Japan’s Financial Watchdog Tightens Grip: FSA Proposes Sweeping Registration Overhaul for Crypto Custodians & Service Providers
Tokyo shakes up digital asset oversight as regulators target custody and service providers with stricter compliance demands.
The Financial Services Agency (FSA) drops hammer on crypto's wild west era—new rules could force exchanges to choose between costly upgrades or exit.
Behind the scenes: Institutional adoption meets bureaucratic reality as Japan positions itself as Asia's regulated crypto hub.
Bonus jab: Another layer of paperwork—because what crypto really needed was more compliance officers drawing six-figure salaries.
Japan Proposes Mandatory Registration for Crypto Custody, Trading Service Providers
The plan WOULD require all third-party custody and trading management firms to register with regulators before offering services to crypto exchanges.
Exchanges, in turn, would be required to use only systems developed by registered entities.
Under Japan’s current framework, crypto exchanges must meet strict requirements for safeguarding deposits, such as storing client assets in cold wallets, but no similar rules apply to external service providers.
Regulators say this has created a security gap, leaving exchanges exposed to theft and system risks.
The issue gained urgency after the DMM Bitcoin hack in 2024, one of Japan’s largest crypto thefts, in which 48.2 billion yen ($312 million) worth of Bitcoin was stolen.
The breach was traced to Ginco, a Tokyo-based software firm that managed DMM’s trading systems, highlighting weaknesses in outsourced service oversight.
Most members of the council’s working group reportedly backed the new registration system, emphasizing the need for clearer regulation in the growing crypto ecosystem.
The FSA intends to compile a formal report and submit proposed amendments to the Financial Instruments and Exchange Act during the 2026 ordinary Diet session.

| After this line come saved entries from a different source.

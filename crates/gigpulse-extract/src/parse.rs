//! Tolerant number parsing for scraped text
//!
//! Dashboards render numbers as `$1,234.50`, `1.2K`, `98%` or `(12)`. These
//! helpers pull the first number out of such text and never panic.

use gigpulse_snapshot::finite;
use once_cell::sync::Lazy;
use regex::Regex;

static NUMBER: Lazy<Regex> = Lazy::new(|| {
    Regex::new(r"(?:(-)[$€£]?|[$€£]\s?)?(\d[\d,]*(?:\.\d+)?)\s*([kKmM])?\b").expect("static regex")
});

/// Collapse runs of whitespace and trim
#[must_use]
pub fn normalize_ws(s: &str) -> String {
    s.split_whitespace().collect::<Vec<_>>().join(" ")
}

/// First number in `s`, with `k`/`m` suffixes applied
#[must_use]
pub fn parse_number(s: &str) -> Option<f64> {
    let caps = NUMBER.captures(s)?;
    let digits = caps.get(2)?.as_str().replace(',', "");
    let mut value: f64 = digits.parse().ok()?;
    match caps.get(3).map(|m| m.as_str()) {
        Some("k" | "K") => value *= 1_000.0,
        Some("m" | "M") => value *= 1_000_000.0,
        _ => {}
    }
    if caps.get(1).is_some() {
        value = -value;
    }
    finite(value)
}

/// Non-negative integer count (`1.2K` → 1200)
#[must_use]
pub fn parse_count(s: &str) -> Option<u64> {
    let value = parse_number(s)?;
    if value < 0.0 || value > u64::MAX as f64 {
        return None;
    }
    #[allow(clippy::cast_possible_truncation, clippy::cast_sign_loss)]
    Some(value.round() as u64)
}

/// Money amount, rounded to cents
#[must_use]
pub fn parse_money(s: &str) -> Option<f64> {
    let value = parse_number(s)?;
    finite((value * 100.0).round() / 100.0)
}

/// Non-empty normalized text
#[must_use]
pub fn parse_text(s: &str) -> Option<String> {
    let text = normalize_ws(s);
    (!text.is_empty()).then_some(text)
}

#[cfg(test)]
mod tests {
    use super::*;
    use proptest::prelude::*;

    #[test]
    fn counts_handle_separators_and_suffixes() {
        assert_eq!(parse_count("1,234"), Some(1234));
        assert_eq!(parse_count("Impressions 1.2K"), Some(1200));
        assert_eq!(parse_count("(12)"), Some(12));
        assert_eq!(parse_count("3m"), Some(3_000_000));
        assert_eq!(parse_count("none"), None);
        assert_eq!(parse_count("-4"), None);
        assert_eq!(parse_count("Late - 4"), Some(4));
    }

    #[test]
    fn money_strips_currency() {
        assert_eq!(parse_money("$1,234.567"), Some(1234.57));
        assert_eq!(parse_money("US$ 80"), Some(80.0));
        assert_eq!(parse_money("€12.5"), Some(12.5));
        assert_eq!(parse_money("-$20.00"), Some(-20.0));
        assert_eq!(parse_money("--"), None);
    }

    #[test]
    fn percent_reads_first_number() {
        assert_eq!(parse_number("98%"), Some(98.0));
        assert_eq!(parse_number("4.9 (120 reviews)"), Some(4.9));
    }

    #[test]
    fn text_is_normalized() {
        assert_eq!(parse_text("  Build\n  a   bot "), Some("Build a bot".into()));
        assert_eq!(parse_text(" \n\t"), None);
    }

    proptest! {
        #[test]
        fn prop_parsers_never_panic_and_stay_finite(s in "\\PC{0,64}") {
            if let Some(v) = parse_number(&s) {
                prop_assert!(v.is_finite());
            }
            let _ = parse_count(&s);
            if let Some(v) = parse_money(&s) {
                prop_assert!(v.is_finite());
            }
        }
    }
}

The initiative comes as Japan’s regulators step up efforts to balance innovation and investor protection.
Last month, the FSA approved the country’s first yen-backed stablecoin, JPYC, and recently confirmed plans to support a stablecoin pilot project with Japan’s three largest banks, Mizuho, MUFG, and SMBC, as part of its broader digital finance agenda.
Japan’s FSA Approves Joint Stablecoin Pilot by Three Major Banks
As reported, Japan’s FSA has approved a joint stablecoin pilot by Mitsubishi UFJ Financial Group, Sumitomo Mitsui Financial Group, and Mizuho Financial Group, marking the first project under its new Payment Innovation Project (PIP).
The regulator said it would support the initiative, which aims to enhance payment efficiency and corporate productivity across Japan’s financial sector.
“insider” news leaked! Waiting for official announcement $NetX
Japan's first regulated stablecoin, JPYC, is fully backed 1:1 by yen deposits and government bonds, ensuring stability and compliance.
The partnership leverages NetX's AI-driven trusted computing, Netstars'… https://t.co/noqLUDzKkE pic.twitter.com/bcZsPlg9Pc
The three banking giants will develop a shared framework for yen-backed stablecoin issuance, allowing seamless transfers between institutions under unified standards.
The consortium may later introduce a dollar-pegged version to compete with USDT and USDC.
The project will involve Mitsubishi Corporation as a business partner, Progmat for technical infrastructure, and Mitsubishi UFJ Trust and Banking Corporation for trust functions, with pilot testing expected to begin in November 2025.
The move comes as Japan accelerates its stablecoin adoption strategy. The Japan VIRTUAL Currency Exchange Association (JVCEA) recently formalized a framework to self-regulate stablecoins, following the FSA’s approval of the country’s first yen-backed stablecoin, JPYC, last month.
The FSA called the new multi-bank pilot an “innovative effort” that reflects Japan’s growing push to modernize its payments ecosystem.